How Is Stack Size of Linux Process Related to Pthread, Fork and Exec

Difference between pthread and fork on gnu/Linux

In C there are some differences however:

fork()

Purpose is to create a new process, which becomes the child process of the caller
Both processes will execute the next instruction following the fork() system call
Two identical copies of the computer's address space,code, and stack are created one for parent and child.

Thinking of the fork as it was a person; Forking causes a clone of your program (process), that is running the code it copied.

pthread_create()

Purpose is to create a new thread in the program which is given the same process of the caller
Threads within the same process can communicate using shared memory. (Be careful!)
The second thread will share data,open files, signal handlers and signal dispositions, current working directory, user and group ID's. The new thread will get its own stack, thread ID, and registers though.

Continuing the analogy; your program (process) grows a second arm when it creates a new thread, connected to the same brain.

C++ : fork/exec or pthread?

When you do fork() all file descriptors of your process are duplicated in the new one. And when you do exec*() all file descriptors are also kept, unless they are marked with the flag FD_CLOEXEC.

My guess is that some fd used by some library (Xlib, probably) is inherited by the new process, and that the duplication is causing chaos in your program.

In these cases is useful the BSD function closefrom() (closefrom(3)) if you want to keep the standard I/O opened. Unfortunately, in linux there is no such function, so you have to do a close-all loop or similar cruft:

int open_max = sysconf (_SC_OPEN_MAX);
for (int i = 3; i < open_max; i++)
    close(i);

You can read more about this problem here.

virtual memory consumption of pthreads

You can try using a drop in garbage collecting replacement for malloc(), and see if that solves your problem. If it does, find the leaks and fix them, then get rid of the garbage collector.

Its 'interesting' to chase these kinds of problems on platforms that most heap analyzers and profilers (e.g. valgrind) don't fully (if at all) support.

On another note, given the constraints .. I'm assuming you have decreased the default thread stack size? I think the default is 8M, you probably don't need that much. See pthread_attr_setstacksize() if you haven't adjusted it.

Edit:

You can check the default stack size with pthread_attr_getstacksize(). If it is at 8M, you've already blown your ceiling during thread creation (10 threads, as you mentioned).

Mystery pthread problem with fork()

I came to the conclusion that it was probably this phenomenon:

http://kerneltrap.org/mailarchive/linux-kernel/2008/8/15/2950234/thread

as the bug is difficult to trigger on our development systems but is generally reported by users running on large shared machines; also the forked application starts a JVM, which itself allocates a lot of threads. The problem is also associated with the machine being loaded, and extensive memory usage (we have a machine with 128Gb of RAM and processes may be 10-100G in size).
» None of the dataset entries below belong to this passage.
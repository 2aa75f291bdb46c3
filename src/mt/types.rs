//! Entities shared by the MT9xx message types.

use super::codec::{breaks_message, check_field_text};
use super::purpose::SepaReferences;
use crate::error::{Error, Result};
use crate::gvc::GvcCode;
use crate::types::{round_amount, DebitCredit};
use chrono::NaiveDate;
use rust_decimal::Decimal;
use serde::{Deserialize, Serialize};

const SUPPLEMENTARY_DETAILS_LENGTH: usize = 34;

/// Role of a balance within a statement, which fixes its tag.
#[derive(Debug, Clone, Copy, PartialEq, Eq, Hash, Serialize, Deserialize)]
pub enum BalanceKind {
    /// `:60F:` first opening balance
    Opening,
    /// `:60M:` intermediate opening balance
    IntermediateOpening,
    /// `:62F:` final closing balance
    Closing,
    /// `:62M:` intermediate closing balance
    IntermediateClosing,
    /// `:64:` closing available balance
    ClosingAvailable,
    /// `:65:` forward available balance
    ForwardAvailable,
}

impl BalanceKind {
    pub fn tag(&self) -> &'static str {
        match self {
            BalanceKind::Opening => "60F",
            BalanceKind::IntermediateOpening => "60M",
            BalanceKind::Closing => "62F",
            BalanceKind::IntermediateClosing => "62M",
            BalanceKind::ClosingAvailable => "64",
            BalanceKind::ForwardAvailable => "65",
        }
    }

    pub fn from_tag(tag: &str) -> Option<Self> {
        match tag {
            "60F" => Some(BalanceKind::Opening),
            "60M" => Some(BalanceKind::IntermediateOpening),
            "62F" => Some(BalanceKind::Closing),
            "62M" => Some(BalanceKind::IntermediateClosing),
            "64" => Some(BalanceKind::ClosingAvailable),
            "65" => Some(BalanceKind::ForwardAvailable),
            _ => None,
        }
    }

    pub fn is_opening(&self) -> bool {
        matches!(self, BalanceKind::Opening | BalanceKind::IntermediateOpening)
    }

    pub fn is_closing(&self) -> bool {
        matches!(self, BalanceKind::Closing | BalanceKind::IntermediateClosing)
    }
}

/// A statement balance.
#[derive(Debug, Clone, PartialEq, Eq, Serialize, Deserialize)]
pub struct Balance {
    pub kind: BalanceKind,
    pub debit_credit: DebitCredit,
    pub date: NaiveDate,
    pub currency: String,
    /// Always non-negative; the sign is carried by `debit_credit`.
    pub amount: Decimal,
}

impl Balance {
    pub fn new(
        kind: BalanceKind,
        debit_credit: DebitCredit,
        date: NaiveDate,
        currency: impl Into<String>,
        amount: Decimal,
    ) -> Self {
        Self {
            kind,
            debit_credit,
            date,
            currency: currency.into(),
            amount: round_amount(amount.abs()),
        }
    }

    /// Balance from a signed amount; negative values are debit balances.
    pub fn from_signed(kind: BalanceKind, date: NaiveDate, currency: impl Into<String>, amount: Decimal) -> Self {
        let debit_credit = if amount.is_sign_negative() && !amount.is_zero() {
            DebitCredit::Debit
        } else {
            DebitCredit::Credit
        };
        Self::new(kind, debit_credit, date, currency, amount)
    }

    pub fn signed_amount(&self) -> Decimal {
        match self.debit_credit {
            DebitCredit::Debit => -self.amount,
            DebitCredit::Credit => self.amount,
        }
    }

    pub fn with_kind(&self, kind: BalanceKind) -> Self {
        Self { kind, ..self.clone() }
    }
}

/// Content of the `:86:` narrative field.
///
/// In SWIFT plain output only `text` is written (falling back to
/// `booking_text`); the DATEV layout carries every field.
#[derive(Debug, Clone, Default, PartialEq, Eq, Serialize, Deserialize)]
pub struct Purpose {
    pub gvc: Option<GvcCode>,
    /// Raw three digit code when it is outside the [`GvcCode`] catalogue.
    pub gvc_code: Option<String>,
    /// `?00` booking text, e.g. `SEPA-UEBERWEISUNG`
    pub booking_text: Option<String>,
    /// `?10` primanota
    pub primanota: Option<String>,
    /// `?20`–`?29`, `?60`–`?63` purpose lines
    pub text: Option<String>,
    /// `?30`
    pub counterparty_bic: Option<String>,
    /// `?31`
    pub counterparty_iban: Option<String>,
    /// `?32`/`?33`
    pub counterparty_name: Option<String>,
    /// `?34`
    pub text_key_extension: Option<String>,
}

impl Purpose {
    pub fn text(text: impl Into<String>) -> Self {
        Self {
            text: Some(text.into()),
            ..Self::default()
        }
    }

    pub fn is_empty(&self) -> bool {
        *self == Self::default()
    }

    /// The free-text fields with their names.
    pub fn text_fields(&self) -> impl Iterator<Item = (&'static str, &str)> {
        [
            ("booking text", &self.booking_text),
            ("primanota", &self.primanota),
            ("purpose", &self.text),
            ("counterparty BIC", &self.counterparty_bic),
            ("counterparty IBAN", &self.counterparty_iban),
            ("counterparty name", &self.counterparty_name),
            ("text key extension", &self.text_key_extension),
        ]
        .into_iter()
        .filter_map(|(name, value)| value.as_deref().map(|v| (name, v)))
    }

    /// SEPA keyword references embedded in the purpose text.
    pub fn sepa_references(&self) -> SepaReferences {
        SepaReferences::parse(self.text.as_deref().unwrap_or(""))
    }
}

/// One `:61:` statement line with its `:86:` narrative.
#[derive(Debug, Clone, PartialEq, Eq, Serialize, Deserialize)]
pub struct Transaction {
    booking_date: NaiveDate,
    valuta_date: Option<NaiveDate>,
    amount: Decimal,
    debit_credit: DebitCredit,
    currency: String,
    reversal: bool,
    transaction_code: String,
    customer_reference: String,
    bank_reference: Option<String>,
    supplementary_details: Option<String>,
    purpose: Option<Purpose>,
}

impl Transaction {
    pub const DEFAULT_TRANSACTION_CODE: &'static str = "NMSC";
    pub const NO_REFERENCE: &'static str = "NONREF";
    pub const REFERENCE_LENGTH: usize = 16;

    /// The amount is stored as its absolute value rounded to two places.
    pub fn new(booking_date: NaiveDate, amount: Decimal, debit_credit: DebitCredit, currency: impl Into<String>) -> Self {
        Self {
            booking_date,
            valuta_date: None,
            amount: round_amount(amount.abs()),
            debit_credit,
            currency: currency.into(),
            reversal: false,
            transaction_code: Self::DEFAULT_TRANSACTION_CODE.to_string(),
            customer_reference: Self::NO_REFERENCE.to_string(),
            bank_reference: None,
            supplementary_details: None,
            purpose: None,
        }
    }

    pub fn with_valuta_date(self, valuta_date: NaiveDate) -> Self {
        Self {
            valuta_date: Some(valuta_date),
            ..self
        }
    }

    pub fn with_reversal(self, reversal: bool) -> Self {
        Self { reversal, ..self }
    }

    /// Four character transaction type, e.g. `NTRF`.
    pub fn with_transaction_code(self, code: impl Into<String>) -> Result<Self> {
        let code = code.into();
        if code.chars().count() != 4 || !code.is_ascii() {
            return Err(Error::InvalidArgument(format!(
                "transaction type must be 4 characters: '{}'",
                code
            )));
        }
        Ok(Self {
            transaction_code: code,
            ..self
        })
    }

    pub fn with_customer_reference(self, reference: impl Into<String>) -> Result<Self> {
        let reference = check_reference("customer reference", reference.into())?;
        Ok(Self {
            customer_reference: reference,
            ..self
        })
    }

    pub fn with_bank_reference(self, reference: impl Into<String>) -> Result<Self> {
        let reference = check_reference("bank reference", reference.into())?;
        Ok(Self {
            bank_reference: Some(reference),
            ..self
        })
    }

    /// Free text written on the line after `:61:`, cut to 34 characters.
    pub fn with_supplementary_details(self, details: impl Into<String>) -> Result<Self> {
        let details: String = details.into();
        check_field_text("supplementary details", &details)?;
        let details: String = details.chars().take(SUPPLEMENTARY_DETAILS_LENGTH).collect();
        if breaks_message(&details) {
            return Err(Error::InvalidArgument(format!(
                "supplementary details would start a new field: '{}'",
                details
            )));
        }
        Ok(Self {
            supplementary_details: Some(details),
            ..self
        })
    }

    pub fn with_purpose(self, purpose: Purpose) -> Self {
        Self {
            purpose: Some(purpose),
            ..self
        }
    }

    pub fn booking_date(&self) -> NaiveDate {
        self.booking_date
    }

    pub fn valuta_date(&self) -> Option<NaiveDate> {
        self.valuta_date
    }

    pub fn amount(&self) -> Decimal {
        self.amount
    }

    /// Negative for debits.
    pub fn signed_amount(&self) -> Decimal {
        match self.debit_credit {
            DebitCredit::Debit => -self.amount,
            DebitCredit::Credit => self.amount,
        }
    }

    pub fn debit_credit(&self) -> DebitCredit {
        self.debit_credit
    }

    pub fn currency(&self) -> &str {
        &self.currency
    }

    pub fn is_reversal(&self) -> bool {
        self.reversal
    }

    pub fn transaction_code(&self) -> &str {
        &self.transaction_code
    }

    pub fn customer_reference(&self) -> &str {
        &self.customer_reference
    }

    pub fn bank_reference(&self) -> Option<&str> {
        self.bank_reference.as_deref()
    }

    pub fn supplementary_details(&self) -> Option<&str> {
        self.supplementary_details.as_deref()
    }

    pub fn purpose(&self) -> Option<&Purpose> {
        self.purpose.as_ref()
    }
}

/// `16x` references: at most 16 characters, no `//` and no line breaks.
fn check_reference(field: &str, reference: String) -> Result<String> {
    if reference.is_empty() || reference.contains("//") || reference.contains(['\r', '\n']) {
        return Err(Error::InvalidArgument(format!("invalid {}: '{}'", field, reference)));
    }
    if reference.chars().count() > Transaction::REFERENCE_LENGTH {
        return Err(Error::InvalidArgument(format!(
            "{} longer than {} characters: '{}'",
            field,
            Transaction::REFERENCE_LENGTH,
            reference
        )));
    }
    Ok(reference)
}

/// Validate content of a header tag such as `:20:` or `:25:`.
pub(crate) fn check_tag_content(field: &str, value: &str) -> Result<()> {
    if value.trim().is_empty() {
        return Err(Error::InvalidArgument(format!("{} must not be empty", field)));
    }
    if value.contains(['\r', '\n']) || value.starts_with(':') {
        return Err(Error::InvalidArgument(format!(
            "{} contains a field separator: '{}'",
            field,
            value.escape_debug()
        )));
    }
    Ok(())
}
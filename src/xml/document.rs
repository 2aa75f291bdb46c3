//! Namespace-aware XML document with XPath-style field extraction.

use super::xpath::{wrap_string_call, Item, XPath};
use crate::error::{Error, Result};
use crate::types::Amount;
use quick_xml::events::{BytesStart, Event};
use quick_xml::name::ResolveResult;
use quick_xml::NsReader;
use rust_decimal::Decimal;
use std::str::FromStr;
use tracing::{debug, warn};

#[derive(Debug, Clone, PartialEq, Eq)]
enum Node {
    Element(Element),
    Text(String),
}

/// An XML element with its resolved namespace.
#[derive(Debug, Clone, PartialEq, Eq)]
pub struct Element {
    local_name: String,
    prefix: Option<String>,
    namespace: Option<String>,
    /// Raw attribute names (`Ccy`, `xmlns:b`, …) with unescaped values.
    attributes: Vec<(String, String)>,
    nodes: Vec<Node>,
}

impl Element {
    pub fn local_name(&self) -> &str {
        &self.local_name
    }

    pub fn prefix(&self) -> Option<&str> {
        self.prefix.as_deref()
    }

    pub fn namespace(&self) -> Option<&str> {
        self.namespace.as_deref()
    }

    /// Value of a non-namespace-declaration attribute, matched on local name.
    pub fn attribute(&self, name: &str) -> Option<&str> {
        self.attributes
            .iter()
            .filter(|(key, _)| key != "xmlns" && !key.starts_with("xmlns:"))
            .find(|(key, _)| key.rsplit(':').next() == Some(name))
            .map(|(_, value)| value.as_str())
    }

    /// Value of the default namespace declaration (`xmlns="…"`).
    pub fn default_namespace_declaration(&self) -> Option<&str> {
        self.attributes
            .iter()
            .find(|(key, _)| key == "xmlns")
            .map(|(_, value)| value.as_str())
    }

    /// Prefixed namespace declarations (`xmlns:p="…"`) as `(prefix, uri)`.
    pub fn prefixed_namespace_declarations(&self) -> impl Iterator<Item = (&str, &str)> {
        self.attributes.iter().filter_map(|(key, value)| {
            key.strip_prefix("xmlns:").map(|prefix| (prefix, value.as_str()))
        })
    }

    /// Child elements in document order.
    pub fn children(&self) -> impl Iterator<Item = &Element> {
        self.nodes.iter().filter_map(|node| match node {
            Node::Element(el) => Some(el),
            Node::Text(_) => None,
        })
    }

    pub(crate) fn collect_descendants<'a>(&'a self, out: &mut Vec<&'a Element>) {
        for child in self.children() {
            out.push(child);
            child.collect_descendants(out);
        }
    }

    /// Concatenated text of this element's own text nodes.
    pub fn own_text(&self) -> Option<String> {
        let text: String = self
            .nodes
            .iter()
            .filter_map(|node| match node {
                Node::Text(text) => Some(text.as_str()),
                Node::Element(_) => None,
            })
            .collect();
        if text.is_empty() {
            None
        } else {
            Some(text)
        }
    }

    /// XPath string-value: all descendant text in document order.
    pub fn text(&self) -> String {
        let mut out = String::new();
        self.append_text(&mut out);
        out
    }

    fn append_text(&self, out: &mut String) {
        for node in &self.nodes {
            match node {
                Node::Text(text) => out.push_str(text),
                Node::Element(el) => el.append_text(out),
            }
        }
    }
}

/// How the query namespace of a document was determined.
#[derive(Debug, Clone, Copy, PartialEq, Eq)]
pub enum NamespaceSource {
    KnownNamespace,
    RootNamespace,
    RootDefaultDeclaration,
    UsedPrefixDeclaration,
    RootFallback,
    None,
}

/// Parsed XML document with a detected query namespace.
#[derive(Debug, Clone)]
pub struct XmlDocument {
    root: Element,
    namespace: Option<String>,
    namespace_source: NamespaceSource,
    declared_namespaces: Vec<String>,
}
//! camt.026 UnableToApply.

use super::{add_head, finish, message_root, open, read_head, start, validate_head, DEFAULT_CURRENCY};
use crate::error::{Error, Result};
use crate::iso20022::blocks;
use crate::iso20022::common::{Assignment, Case, UnderlyingTransaction};
use crate::iso20022::{CamtType, CamtVersion};
use crate::xml::{Element, XmlBuilder, XmlDocument};

/// A missing or incorrect information item (`MssngInf` / `IncrrctInf`).
#[derive(Debug, Clone, PartialEq, Eq)]
pub struct InformationItem {
    /// `Tp/Cd`, e.g. `MS01` or `IN03`.
    pub code: String,
    pub additional_information: Option<String>,
}

impl InformationItem {
    pub fn new(code: impl Into<String>) -> Self {
        Self {
            code: code.into(),
            additional_information: None,
        }
    }
}

/// The receiver cannot apply a payment and asks for the listed details.
#[derive(Debug, Clone, PartialEq, Eq)]
pub struct Camt026Document {
    pub assignment: Assignment,
    pub case: Option<Case>,
    pub underlying: UnderlyingTransaction,
    pub missing_information: Vec<InformationItem>,
    pub incorrect_information: Vec<InformationItem>,
}

impl Camt026Document {
    pub fn new(assignment: Assignment, underlying: UnderlyingTransaction) -> Self {
        Self {
            assignment,
            case: None,
            underlying,
            missing_information: Vec::new(),
            incorrect_information: Vec::new(),
        }
    }

    pub fn with_case(&self, case: Case) -> Self {
        Self {
            case: Some(case),
            ..self.clone()
        }
    }

    pub fn with_missing_information(&self, item: InformationItem) -> Self {
        let mut doc = self.clone();
        doc.missing_information.push(item);
        doc
    }

    pub fn with_incorrect_information(&self, item: InformationItem) -> Self {
        let mut doc = self.clone();
        doc.incorrect_information.push(item);
        doc
    }

    pub fn to_xml(&self, version: CamtVersion) -> Result<String> {
        let mut b = start(CamtType::Camt026, version)?;
        add_head(&mut b, &self.assignment, self.case.as_ref());
        blocks::add_underlying(&mut b, &self.underlying);

        b.add_element("Justfn");
        if self.missing_information.is_empty() && self.incorrect_information.is_empty() {
            b.add_child("AnyInf", "true");
        } else {
            b.add_element("MssngOrIncrrctInf");
            for item in &self.missing_information {
                add_item(&mut b, "MssngInf", "AddtlMssngInf", item);
            }
            for item in &self.incorrect_information {
                add_item(&mut b, "IncrrctInf", "AddtlIncrrctInf", item);
            }
            b.end();
        }
        b.end();
        finish(b)
    }

    pub fn from_xml(xml: &str) -> Result<Self> {
        let doc = open(xml, CamtType::Camt026)?;
        let root = message_root(&doc, CamtType::Camt026)?;
        let (assignment, case) = read_head(&doc, root)?;
        let underlying = blocks::read_underlying(&doc, root, DEFAULT_CURRENCY)?
            .ok_or_else(|| Error::RequiredNode("UblToApply/Undrlg".to_string()))?;
        Ok(Self {
            assignment,
            case,
            underlying,
            missing_information: read_items(&doc, root, "Justfn/MssngOrIncrrctInf/MssngInf", "AddtlMssngInf")?,
            incorrect_information: read_items(&doc, root, "Justfn/MssngOrIncrrctInf/IncrrctInf", "AddtlIncrrctInf")?,
        })
    }

    pub fn validate(&self) -> Result<()> {
        validate_head(&self.assignment, self.case.as_ref())?;
        self.underlying.validate()?;
        for item in self.missing_information.iter().chain(&self.incorrect_information) {
            if item.code.len() != 4 {
                return Err(Error::validation("Justfn/Tp/Cd", format!("'{}' is not a 4 letter code", item.code)));
            }
        }
        Ok(())
    }
}

xml_io!(Camt026Document, CamtVersion);

fn add_item(b: &mut XmlBuilder, tag: &str, info_tag: &str, item: &InformationItem) {
    b.add_element(tag);
    b.add_element("Tp").add_child("Cd", &item.code).end();
    b.add_optional_child(info_tag, item.additional_information.as_deref());
    b.end();
}

fn read_items(doc: &XmlDocument, root: &Element, path: &str, info_tag: &str) -> Result<Vec<InformationItem>> {
    blocks::children(doc, root, path)?
        .into_iter()
        .map(|el| {
            Ok(InformationItem {
                code: blocks::required_text(doc, el, "Tp/Cd")?,
                additional_information: blocks::text(doc, el, info_tag)?,
            })
        })
        .collect()
}

#[cfg(test)]
mod tests {
    use super::*;
    use crate::iso20022::camt::fixtures::assignment;
    use pretty_assertions::assert_eq;

    fn document() -> Camt026Document {
        let underlying = UnderlyingTransaction {
            original_end_to_end_id: Some("E2E-26".into()),
            ..UnderlyingTransaction::initiation()
        };
        Camt026Document::new(assignment(), underlying)
    }

    #[test]
    fn test_any_information_without_items() {
        let xml = document().to_xml(CamtVersion::V07).unwrap();
        assert!(xml.contains("<AnyInf>true</AnyInf>"));
        assert!(!xml.contains("<Case>"));
    }

    #[test]
    fn test_round_trip_with_items() {
        let mut missing = InformationItem::new("MS01");
        missing.additional_information = Some("Remittance missing".into());
        let doc = document()
            .with_case(Case::new("CASE-26"))
            .with_missing_information(missing)
            .with_incorrect_information(InformationItem::new("IN03"));
        let xml = doc.to_xml(CamtVersion::V09).unwrap();
        assert!(xml.contains("camt.026.001.09"));
        assert_eq!(Camt026Document::from_xml(&xml).unwrap(), doc);
        assert!(doc.validate().is_ok());
    }

    #[test]
    fn test_unsupported_version() {
        assert!(matches!(document().to_xml(CamtVersion::V02), Err(Error::InvalidArgument(_))));
    }
}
I've been reading the O'Reilly pthreads book, which explains pthread_atfork(), and suggests the use of a "surrogate parent" process forked from the main process at startup from which subprocesses are run. It also suggests the use of a pre-created thread pool. Both of these seem like good ideas, so I'm going to implement at least one of them.

Forking vs Threading

The main difference between forking and threading approaches is one of operating system architecture. Back in the days when Unix was designed, forking was an easy, simple system that answered the mainframe and server type requirements best, as such it was popularized on the Unix systems. When Microsoft re-architected the NT kernel from scratch, it focused more on the threading model. As such there is today still a notable difference with Unix systems being efficient with forking, and Windows more efficient with threads. You can most notably see this in Apache which uses the prefork strategy on Unix, and thread pooling on Windows.

Specifically to your questions:

When should you prefer fork() over threading and vice-verse?

On a Unix system where you're doing a far more complex task than just instantiating a worker, or you want the implicit security sandboxing of separate processes.

If I want to call an external application as a child, then should I use fork() or threads to do it?

If the child will do an identical task to the parent, with identical code, use fork. For smaller subtasks use threads. For separate external processes use neither, just call them with the proper API calls.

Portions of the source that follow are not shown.